Ah, real coffee again

Ah, real coffee again

Having left Penang on a 30 degree morning (86 Farhenheit) only a few days earlier, we arrived at Vancouver International Airport too late to make our connection to Calgary thanks to delays on both ends of the Air Canada flight. Well slept but still tired, we cleared the new and improved kiosk based customs, collected our bags, and headed upstairs to an endless line with about one-third of the frustrated 350 passengers that also needed re-ticketing. Usually opting for Cathay Pacific when flying a transcontinental route, some greedy CEOs decided to change economy ticket pricing to a three-tier system like Air Asia and other discount airlines. Charging upwards of $500 to “upgrade” your fare class to one that allows seat selection, choosing the reasonably priced cheapest fare means sitting twelve hours on whatever shitty middle seat in the back of the plane they assign you and not bringing any checked luggage without paying a fee. Yeah, that makes sense on a 6,000 mile trip. So we chose Air Canada despite their strange departure time from both sides of the Pacific because you can pick your seat and connect to Calgary on the same itinerary. But even one minor delay of an hour leaves them struggling so badly on the other side that it’s worth making sure there’s several flights after the one you’ve chosen in case of lengthy delays. They sent those traveling further east than Alberta to hotels for the night with a whopping ten-dollar food stipend that might buy a donut and coffee and they re-booked us on a later flight to Calgary.

Eventually arriving in Calgary about four hours late, the local time was 10 PM the night before we left and 1 PM the next day on our body clocks. Leaving behind basically everything for winter, I strolled off the jetway with my little light fleece jacket and felt the chill of minus 25 Celsius creeping through the walls. Thankfully, my sister-in-law and her husband met us at the terminal and brought our warmest coats. Having lived in western Canada for six years I used to wear the light winter coat all the way down to minus thirty but a year and a half in the topics changed that and the temperature change amounted to an astounding 95 degrees Fahrenheit between Penang and Calgary. Frozen beyond what I remember, fourteen hours of flying increased my cold from annoying to full-fledged sinusitis. And then we tried to cheat time by sleeping for eight hours once we arrived at the house. Thinking we’d somehow beat jet lag, we then spent the next day and a half unable to sleep proving you can’t fly east sixteen time zones and simply jump right into the local time without dire consequences. Allow your body to adjust and simply stay up when it’s the middle of the afternoon on the body clock.

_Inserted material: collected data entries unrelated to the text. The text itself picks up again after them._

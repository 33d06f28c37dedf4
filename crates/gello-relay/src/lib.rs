//! # GELLO Relay
//!
//! 把主臂的关节/夹爪状态通过一问一答的网络服务转发给从臂控制进程。
//!
//! ## 结构
//!
//! ```text
//! Supervisor ──┬── CommandServer (left)  ── Agent ── Robot ── device
//!              └── CommandServer (right) ── Agent ── Robot ── device
//! ```
//!
//! - 每个 [`CommandServer`] 独占一个 [`Agent`]，单线程同步处理请求
//! - 双臂模式下两个服务各占一个线程，不共享任何状态
//! - 停止是协作式的：在下一个轮询节拍生效，正在处理的请求一定会被应答

pub mod agent;
pub mod client;
pub mod config;
mod error;
pub mod server;
pub mod supervisor;

pub use agent::Agent;
pub use client::RelayClient;
pub use config::{ConfigError, InvalidMethodPolicy, ModeKind, RelayConfig, ServerConfig};
pub use error::{ClientError, ServerError, SupervisorError};
pub use server::{CommandServer, ServerState, StopHandle, dispatch};
pub use supervisor::{
    AgentFactory, ArmEndpoint, ArmOutcome, ArmSide, Mode, Supervisor, SupervisorEvent,
    SupervisorReport,
};

// 重新导出协议层常用类型
pub use gello_protocol::{ArmState, Method, Request, Response};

Don't let the bright sunshine fool you. Minus 25 is god damned cold

Don’t let the bright sunshine fool you. Minus 25 is god damned cold

Jumping right into the next day, we hit the ATM first. The Trump factor continues benefiting overseas expats who keep the bulk of their assets in US Dollars. Not only is the Malaysian Ringgit at a 40 year low at 4.47 USD, the Canadian dollar is also suffering versus the Greenback and we exchanged cash at about $1.33 for every USD which significantly lowers the cost of our trip. In the first sign of reverse culture shock, we hit the mall for a SIM card and remembered that only North America makes life difficult for travelers. Everywhere you go in Southeast Asia, you simply visit an airport kiosk, pay a few US dollars, hand them your phone and you get reliable 4G data that works almost anywhere in the country. Sometimes it even comes with calls and most plans run from a week to a month.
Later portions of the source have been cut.